§ **INPUT FOR THIS TASK**:
//! Frame ingest: a bounded queue between the detection producer and the
//! serialized tick worker. When frames arrive faster than ticks complete,
//! the oldest unprocessed frame is evicted so the live view favors recency
//! over completeness; blocking the producer would stall the feed.

use crate::state::EngineState;
use common::detection::DetectionFrame;
use std::collections::VecDeque;
use std::sync::Arc;
use tokio::sync::{Mutex, Notify};
use tokio_util::sync::CancellationToken;
use tracing::{debug, info};

/// Bounded drop-oldest frame queue.
pub struct IngestQueue {
    capacity: usize,
    frames: Mutex<VecDeque<DetectionFrame>>,
    notify: Notify,
}

impl IngestQueue {
    pub fn new(capacity: usize) -> Self {
        Self {
            capacity: capacity.max(1),
            frames: Mutex::new(VecDeque::new()),
            notify: Notify::new(),
        }
    }

    /// Enqueue a frame, evicting the oldest queued one on overflow.
    pub async fn push(&self, frame: DetectionFrame) {
        {
            let mut frames = self.frames.lock().await;
            frames.push_back(frame);
            if frames.len() > self.capacity {
                frames.pop_front();
                telemetry::metrics::INGEST_FRAMES_DROPPED.inc();
                debug!("ingest queue full; dropped oldest unprocessed frame");
            }
        }
        self.notify.notify_one();
    }

    pub async fn pop(&self) -> Option<DetectionFrame> {
        self.frames.lock().await.pop_front()
    }

    pub async fn len(&self) -> usize {
        self.frames.lock().await.len()
    }

    pub async fn is_empty(&self) -> bool {
        self.frames.lock().await.is_empty()
    }
}

/// Handle for feeding frames into the tick worker.
#[derive(Clone)]
pub struct FramePipeline {
    queue: Arc<IngestQueue>,
    shutdown: CancellationToken,
}

impl FramePipeline {
    /// Spawn the worker task draining the queue into `EngineState` ticks.
    pub fn spawn(
        state: EngineState,
        capacity: usize,
    ) -> (Self, tokio::task::JoinHandle<()>) {
        let queue = Arc::new(IngestQueue::new(capacity));
        let shutdown = CancellationToken::new();

        let worker_queue = queue.clone();
        let token = shutdown.clone();
        let handle = tokio::spawn(async move {
            loop {
                tokio::select! {
                    _ = token.cancelled() => {
                        info!("frame pipeline stopped");
                        break;
                    }
                    _ = worker_queue.notify.notified() => {
                        while let Some(frame) = worker_queue.pop().await {
                            state.process_frame(frame).await;
                        }
                    }
                }
            }
        });

        (Self { queue, shutdown }, handle)
    }

    pub async fn submit(&self, frame: DetectionFrame) {
        self.queue.push(frame).await;
    }

    pub async fn queued(&self) -> usize {
        self.queue.len().await
    }

    pub fn is_shutdown(&self) -> bool {
        self.shutdown.is_cancelled()
    }

    pub fn shutdown(&self) {
        self.shutdown.cancel();
    }
}
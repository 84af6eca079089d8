use axum::{
    extract::{
        ws::{Message, WebSocket},
        State, WebSocketUpgrade,
    },
    response::Response,
};
use futures::{sink::SinkExt, stream::StreamExt};
use tracing::{debug, info};

use crate::api::ApiContext;

/// Upgrade to a live snapshot stream. Each tick is pushed to the client as
/// one JSON text frame; slow clients skip ticks rather than lag behind.
pub async fn ws_handler(ws: WebSocketUpgrade, State(context): State<ApiContext>) -> Response {
    ws.on_upgrade(|socket| handle_socket(socket, context))
}

async fn handle_socket(socket: WebSocket, context: ApiContext) {
    let (mut sender, mut receiver) = socket.split();

    let (subscriber_id, mut updates) = context.engine.broadcaster().subscribe().await;
    info!(%subscriber_id, "live subscriber connected");

    // Seed the client with the current snapshot so it does not render an
    // empty view while waiting for the next tick.
    let initial = context.engine.snapshot().await;
    if let Ok(json) = serde_json::to_string(&initial) {
        if sender.send(Message::Text(json)).await.is_err() {
            context.engine.broadcaster().unsubscribe(subscriber_id).await;
            return;
        }
    }

    let send_task = tokio::spawn(async move {
        while let Some(snapshot) = updates.recv().await {
            match serde_json::to_string(&snapshot) {
                Ok(json) => {
                    if sender.send(Message::Text(json)).await.is_err() {
                        break;
                    }
                }
                Err(e) => {
                    debug!("failed to encode snapshot: {}", e);
                }
            }
        }
    });

    let recv_task = tokio::spawn(async move {
        while let Some(Ok(msg)) = receiver.next().await {
            match msg {
                Message::Close(_) => {
                    info!("live subscriber disconnected");
                    break;
                }
                Message::Ping(_) | Message::Pong(_) => {}
                _ => {
                    // The stream is push-only; client payloads are ignored.
                }
            }
        }
    });

    tokio::select! {
        _ = send_task => {},
        _ = recv_task => {},
    }

    context.engine.broadcaster().unsubscribe(subscriber_id).await;
}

§ **REQUIRED ACTION**:
Every line in the records above that has "live" counts once. Give the total and nothing else.

§ **RESPONSE**:
4